Compare that to the West, where Comex still allows traders to open gold positions with as little as 5% down, and silver with 10% down. That's the kind of exposure that makes leveraged trading tempting. It's also exactly why I stay away from it.

Why I Won't Put Clients Into Leveraged Silver or Gold

Leverage cuts both ways. If silver doubles, a $100,000 deposit on a million dollar position turns into $1.1 million. That's an attractive number. But leveraged traders call silver the Widowmaker for a reason. We saw silver drop 38% in a single day earlier this year. On 10% margin, that kind of move wipes out your entire position, and then some.

I could never in good conscience tell my clients to gamble on paper contracts when a single bad day can take everything. Owning the physical metal outright removes that risk entirely.

The Counterparty Risk Nobody Talks About

Here's the part most people miss. For every ounce of real silver produced each year, roughly 394 paper ounces get traded against it, according to the US Debt Clock's paper to silver ratio. That means there are far more paper claims on silver in circulation than there is actual metal to back them.

It works fine as long as nobody asks for the real thing. But it's a system built on the assumption that holders of paper contracts stay happy holding paper. China's restrictions are, in part, about protecting its own population from being left holding worthless paper claims if that assumption ever breaks down.

A Short History of Price Suppression

This isn't new. Gold and silver prices have been managed through paper markets for decades. The London Gold Pool in the 1960s worked to keep gold prices suppressed and protect confidence in fiat currencies, right up until the 1970s, when gold ran from $35 an ounce to $850. In 1980 the Comex halted new long orders in silver overnight and the price collapsed. In 2011, several major bullion banks paid fines for spoofing, flooding order books with fake sell orders to push prices down before quietly buying at the artificial low.

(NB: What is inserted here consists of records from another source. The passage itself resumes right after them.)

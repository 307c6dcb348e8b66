//! Cross-platform utilities and helpers
//!
//! # Modules
//!
//! - [`fs`] - Atomic output writes and path arithmetic (normalization, relative paths)
//!
//! # Example
//!
//! ```rust,no_run
//! use mpdeps::utils::{ensure_dir, safe_write};
//! use std::path::Path;
//!
//! # fn example() -> anyhow::Result<()> {
//! ensure_dir(Path::new("dist/components"))?;
//! safe_write(Path::new("dist/components/header.wxml"), "<view/>")?;
//! # Ok(())
//! # }
//! ```

pub mod fs;

pub use fs::{atomic_write, ensure_dir, normalize_path, relative_path, safe_write, to_slash};
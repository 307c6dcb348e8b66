//! Global constants used throughout the mpdeps codebase.
//!
//! Timing parameters and file-name defaults shared by several modules are
//! defined here so the magic numbers stay discoverable.

use std::time::Duration;

/// Default interval at which readiness waits re-check their predicate (20ms).
///
/// Notifications wake waiters immediately; the interval only bounds the latency
/// for predicates over state that does not signal the gate.
pub const DEFAULT_POLL_INTERVAL_MS: u64 = 20;

/// [`DEFAULT_POLL_INTERVAL_MS`] as a [`Duration`].
pub fn default_poll_interval() -> Duration {
    Duration::from_millis(DEFAULT_POLL_INTERVAL_MS)
}

/// Name of the project configuration file.
pub const CONFIG_FILE_NAME: &str = "mpdeps.toml";

/// Environment variable overriding the configuration file location.
pub const CONFIG_ENV_VAR: &str = "MPDEPS_CONFIG";

/// Suffix appended to a unit's module name for its filter module.
pub const FILTER_MODULE_SUFFIX: &str = "Filters";

/// Prefix of the bindings that import mixin filter modules in a combined filter module.
pub const MIXIN_BINDING_PREFIX: &str = "__mixin";
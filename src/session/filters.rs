//! Filter fork: mixin filters and the unit's own filters merged into one module.

use std::path::Path;
use std::sync::atomic::Ordering;

use anyhow::Result;

use super::BuildSession;
use crate::core::UnitId;
use crate::filters::{self, FilterDefinition, MixinImport};
use crate::store::{FilterDescriptor, RecordPatch, Slot};

impl BuildSession {
    pub(super) async fn resolve_filters(
        self,
        unit: UnitId,
        mixins: Vec<String>,
        local: Option<FilterDefinition>,
    ) {
        let descriptor = self.combine_filters(&unit, &mixins, local.as_ref()).await;
        self.inner.store.upsert(&unit, RecordPatch::new().filters(Slot::Ready(descriptor)));
    }

    async fn combine_filters(
        &self,
        unit: &UnitId,
        mixins: &[String],
        local: Option<&FilterDefinition>,
    ) -> Option<FilterDescriptor> {
        let inner = &self.inner;
        let context = unit.context();

        let loaded =
            futures::future::join_all(mixins.iter().map(|reference| self.load_mixin(context, reference))).await;

        let mut imports = Vec::new();
        for (reference, result) in mixins.iter().zip(loaded) {
            match result {
                Ok(Some(import)) => imports.push(import),
                Ok(None) => {}
                Err(e) => tracing::warn!(target: "filters", "{unit}: skipping mixin {reference}: {e:#}"),
            }
        }

        let output = inner.layout.filter_output(unit.path());
        let syntax = inner.config.platform.module_syntax();
        let code = filters::combine(local, &imports, &output.file_path, syntax)?;

        inner.host.output.emit(&output.file_path, &code);
        inner.stats.filter_modules.fetch_add(1, Ordering::SeqCst);
        tracing::debug!(target: "filters", "{unit}: emitted {}", output.file_path.display());

        let file_name = output.file_path.file_name().map(|n| n.to_string_lossy().into_owned()).unwrap_or_default();
        Some(FilterDescriptor {
            output_path: format!("./{file_name}"),
            export_name: output.module_name,
        })
    }

    /// Resolve a mixin and fetch its filters through the cache. The extracting
    /// call also emits the mixin's own module.
    async fn load_mixin(&self, context: &Path, reference: &str) -> Result<Option<MixinImport>> {
        let inner = &self.inner;
        let path = inner.host.resolver.resolve(context, reference).await?;
        let lookup = inner.mixins.get_or_extract(&path, || inner.host.extract_file_filters(&path)).await?;
        let output = inner.layout.filter_output(&path);

        if lookup.fresh {
            if let Some(definition) = &lookup.definition {
                let code = filters::render_module(definition, inner.config.platform.module_syntax());
                inner.host.output.emit(&output.file_path, &code);
                inner.stats.filter_modules.fetch_add(1, Ordering::SeqCst);
                tracing::debug!(target: "filters", "Emitted mixin module {}", output.file_path.display());
            }
        }

        Ok(lookup.definition.map(|definition| MixinImport {
            output_path: output.file_path,
            definition,
        }))
    }
}
//! mpdeps CLI entry point
//!
//! Parses arguments, sets up logging, runs the command and renders errors.
//!
//! Commands:
//! - `build` - Resolve dependencies of a project and emit markup and filter modules

use anyhow::Result;
use clap::Parser;
use mpdeps::cli;
use mpdeps::core::user_friendly_error;
use tracing_subscriber::EnvFilter;

#[tokio::main]
async fn main() -> Result<()> {
    // Parse CLI arguments
    let cli = cli::Cli::parse();
    let config = cli.build_config();

    // RUST_LOG takes precedence over --verbose/--quiet
    let filter = match std::env::var("RUST_LOG") {
        Ok(_) => Some(EnvFilter::from_default_env()),
        Err(_) => config.log_level.as_deref().map(EnvFilter::new),
    };
    if let Some(filter) = filter {
        let _ = tracing_subscriber::fmt()
            .with_env_filter(filter)
            .with_writer(std::io::stderr)
            .with_target(false)
            .try_init();
    }

    // Set up colored output for Windows
    #[cfg(windows)]
    colored::control::set_virtual_terminal(true).ok();

    match cli.execute_with_config(config).await {
        Ok(()) => Ok(()),
        Err(e) => {
            let error_ctx = user_friendly_error(e);
            error_ctx.display();
            std::process::exit(1);
        }
    }
}
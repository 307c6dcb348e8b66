//! Test utilities for mpdeps
//!
//! In-memory collaborators and a project fixture for driving a
//! [`BuildSession`] end to end without touching an output directory.
//!
//! - [`MemorySink`] keeps emitted artifacts in memory and counts writes
//! - [`RecordingDiagnostics`] records template errors and warnings
//! - [`CountingAnalyzer`] wraps [`FrontmatterAnalyzer`] and counts analyses per file
//! - [`ProjectFixture`] lays out sources in a temporary project
//!
//! # Example
//!
//! ```rust,no_run
//! use mpdeps::test_utils::ProjectFixture;
//!
//! # async fn example() -> anyhow::Result<()> {
//! let project = ProjectFixture::new()?;
//! let card = project.write("src/card.vue", "<view />")?;
//! let test = project.session(project.config());
//! test.session.without_global_components();
//! test.compile_unit(&card).await?;
//! assert!(test.output.get("card.wxml").is_some());
//! # Ok(())
//! # }
//! ```

use std::collections::BTreeMap;
use std::path::{Path, PathBuf};
use std::sync::atomic::{AtomicUsize, Ordering};
use std::sync::{Arc, Once};

use anyhow::{Context, Result};
use dashmap::DashMap;
use parking_lot::Mutex;
use tempfile::TempDir;
use tracing::Level;
use tracing_subscriber::EnvFilter;

use crate::config::BuildConfig;
use crate::core::UnitId;
use crate::filters::FilterDefinition;
use crate::host::{
    DiagnosticsSink, FrontmatterAnalyzer, Host, OutputSink, ParsedTemplate, ScriptAnalyzer,
    ScriptMetadata,
};
use crate::session::{BuildSession, MarkupCall};
use crate::utils::fs::{normalize_path, to_slash};

/// Global flag to ensure logging is only initialized once in tests
static INIT_LOGGING: Once = Once::new();

/// Initialize logging for tests.
///
/// Only the first call has an effect. Uses `level` when given, otherwise
/// `RUST_LOG`; with neither, logging stays off.
///
/// ```bash
/// RUST_LOG=mpdeps=debug cargo test
/// ```
pub fn init_test_logging(level: Option<Level>) {
    INIT_LOGGING.call_once(|| {
        let filter = if let Some(level) = level {
            EnvFilter::new(level.to_string())
        } else if std::env::var("RUST_LOG").is_ok() {
            EnvFilter::from_default_env()
        } else {
            return;
        };

        let _ = tracing_subscriber::fmt()
            .with_env_filter(filter)
            .with_test_writer()
            .with_target(true)
            .with_thread_ids(false)
            .try_init();
    });
}

/// Output sink keeping artifacts in memory, keyed by forward-slash path.
#[derive(Debug, Default)]
pub struct MemorySink {
    files: Mutex<BTreeMap<String, String>>,
    writes: DashMap<String, usize>,
}

impl MemorySink {
    /// Empty sink.
    pub fn new() -> Self {
        Self::default()
    }

    /// Last content emitted to `path`.
    pub fn get(&self, path: &str) -> Option<String> {
        self.files.lock().get(path).cloned()
    }

    /// Every path emitted so far, sorted.
    pub fn paths(&self) -> Vec<String> {
        self.files.lock().keys().cloned().collect()
    }

    /// How often `path` was emitted.
    pub fn write_count(&self, path: &str) -> usize {
        self.writes.get(path).map_or(0, |count| *count)
    }
}

impl OutputSink for MemorySink {
    fn emit(&self, path: &Path, content: &str) {
        let key = to_slash(path);
        *self.writes.entry(key.clone()).or_insert(0) += 1;
        self.files.lock().insert(key, content.to_string());
    }
}

/// Diagnostics sink recording every message.
#[derive(Debug, Default)]
pub struct RecordingDiagnostics {
    warnings: Mutex<Vec<(UnitId, String)>>,
    errors: Mutex<Vec<(UnitId, String)>>,
}

impl RecordingDiagnostics {
    /// Warnings reported so far.
    pub fn warnings(&self) -> Vec<(UnitId, String)> {
        self.warnings.lock().clone()
    }

    /// Errors reported so far.
    pub fn errors(&self) -> Vec<(UnitId, String)> {
        self.errors.lock().clone()
    }
}

impl DiagnosticsSink for RecordingDiagnostics {
    fn warning(&self, unit: &UnitId, message: &str) {
        self.warnings.lock().push((unit.clone(), message.to_string()));
    }

    fn error(&self, unit: &UnitId, message: &str) {
        self.errors.lock().push((unit.clone(), message.to_string()));
    }
}

/// [`FrontmatterAnalyzer`] that counts how often each file is analyzed.
#[derive(Debug, Default)]
pub struct CountingAnalyzer {
    analyses: DashMap<PathBuf, usize>,
    extractions: AtomicUsize,
}

impl CountingAnalyzer {
    /// How often `path` went through [`ScriptAnalyzer::analyze`].
    pub fn analyses(&self, path: &Path) -> usize {
        self.analyses.get(&normalize_path(path)).map_or(0, |count| *count)
    }

    /// Total filter extractions.
    pub fn extractions(&self) -> usize {
        self.extractions.load(Ordering::SeqCst)
    }
}

impl ScriptAnalyzer for CountingAnalyzer {
    fn analyze(&self, path: &Path, source: &str) -> Result<ScriptMetadata> {
        *self.analyses.entry(normalize_path(path)).or_insert(0) += 1;
        FrontmatterAnalyzer.analyze(path, source)
    }

    fn extract_filters(&self, path: &Path, source: &str) -> Result<Option<FilterDefinition>> {
        self.extractions.fetch_add(1, Ordering::SeqCst);
        Ok(FrontmatterAnalyzer::split(path, source)?.0.filters)
    }
}

/// A session wired to in-memory collaborators.
#[derive(Clone)]
pub struct TestSession {
    /// The session under test
    pub session: BuildSession,
    /// Emitted artifacts
    pub output: Arc<MemorySink>,
    /// Reported template diagnostics
    pub diagnostics: Arc<RecordingDiagnostics>,
    /// Analysis counters
    pub analyzer: Arc<CountingAnalyzer>,
}

impl TestSession {
    /// Compile one unit the way `mpdeps build` does: analyze, resolve, then
    /// generate its markup from the template after the frontmatter.
    pub async fn compile_unit(&self, unit: &Path) -> Result<()> {
        let source = std::fs::read_to_string(unit)
            .with_context(|| format!("Failed to read {}", unit.display()))?;
        let module_id = format!("data-v-{}", self.session.store().len() + 1);
        let handle = self.session.compile_script(unit, &source, &module_id)?;
        let (_, template) = FrontmatterAnalyzer::split(unit, &source)?;
        self.session.generate_markup(MarkupCall::new(unit, ParsedTemplate::new(template))).await?;
        handle.wait().await
    }

    /// Compile an entry from its file.
    pub async fn compile_entry(&self, entry: &Path) -> Result<crate::session::EntryOutcome> {
        let source = std::fs::read_to_string(entry)
            .with_context(|| format!("Failed to read {}", entry.display()))?;
        self.session.compile_entry(entry, &source).await
    }
}

/// Temporary project directory with helpers to lay out sources.
pub struct ProjectFixture {
    _temp_dir: TempDir,
    root: PathBuf,
}

impl ProjectFixture {
    /// Create an empty project.
    pub fn new() -> Result<Self> {
        init_test_logging(None);
        let temp_dir = TempDir::new()?;
        let root = normalize_path(temp_dir.path());
        Ok(Self {
            _temp_dir: temp_dir,
            root,
        })
    }

    /// Project root.
    pub fn root(&self) -> &Path {
        &self.root
    }

    /// Path of `relative` inside the project.
    pub fn path(&self, relative: &str) -> PathBuf {
        self.root.join(relative)
    }

    /// Write `content` to `relative`, creating parent directories.
    pub fn write(&self, relative: &str, content: &str) -> Result<PathBuf> {
        let path = self.path(relative);
        if let Some(parent) = path.parent() {
            std::fs::create_dir_all(parent)?;
        }
        std::fs::write(&path, content)?;
        Ok(path)
    }

    /// Default configuration rooted at the project, with `src/main.js` as the
    /// application entry when that file exists.
    pub fn config(&self) -> BuildConfig {
        let mut config = BuildConfig::default();
        if self.path("src/main.js").exists() {
            config.app = Some(PathBuf::from("src/main.js"));
        }
        config.resolve_paths(&self.root)
    }

    /// Session over `config` with in-memory output and diagnostics.
    pub fn session(&self, config: BuildConfig) -> TestSession {
        let output = Arc::new(MemorySink::new());
        let diagnostics = Arc::new(RecordingDiagnostics::default());
        let analyzer = Arc::new(CountingAnalyzer::default());
        let host = Host::for_config(&config)
            .unwrap_or_else(|e| panic!("default host: {e:#}"))
            .with_output(output.clone())
            .with_diagnostics(diagnostics.clone())
            .with_analyzer(analyzer.clone());

        TestSession {
            session: BuildSession::new(config, host),
            output,
            diagnostics,
            analyzer,
        }
    }
}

A 1974 cable from London gold dealers to the US Secretary of State, later revealed by Wikileaks, laid out the strategy plainly. A large gold futures market would divert demand away from physical accumulation and protect the US dollar's dominance after the gold standard was abandoned in 1971. That's the origin of the paper gold market many people trade in today.

What This Means Going Forward

China remains the world's largest gold producer and one of its largest buyers, both through its central bank and its retail population. Gold is now overtaking US treasuries as China's largest reserve asset. That's not the behaviour of a country trying to prop up a suppressed paper price. That's a country positioning for what happens when the paper market's grip eventually loosens.

The short term pullback we're seeing is a paper driven deleveraging event, not a shift in the real demand picture. Once the flush out is done, the pressure eases and the underlying trend can resume.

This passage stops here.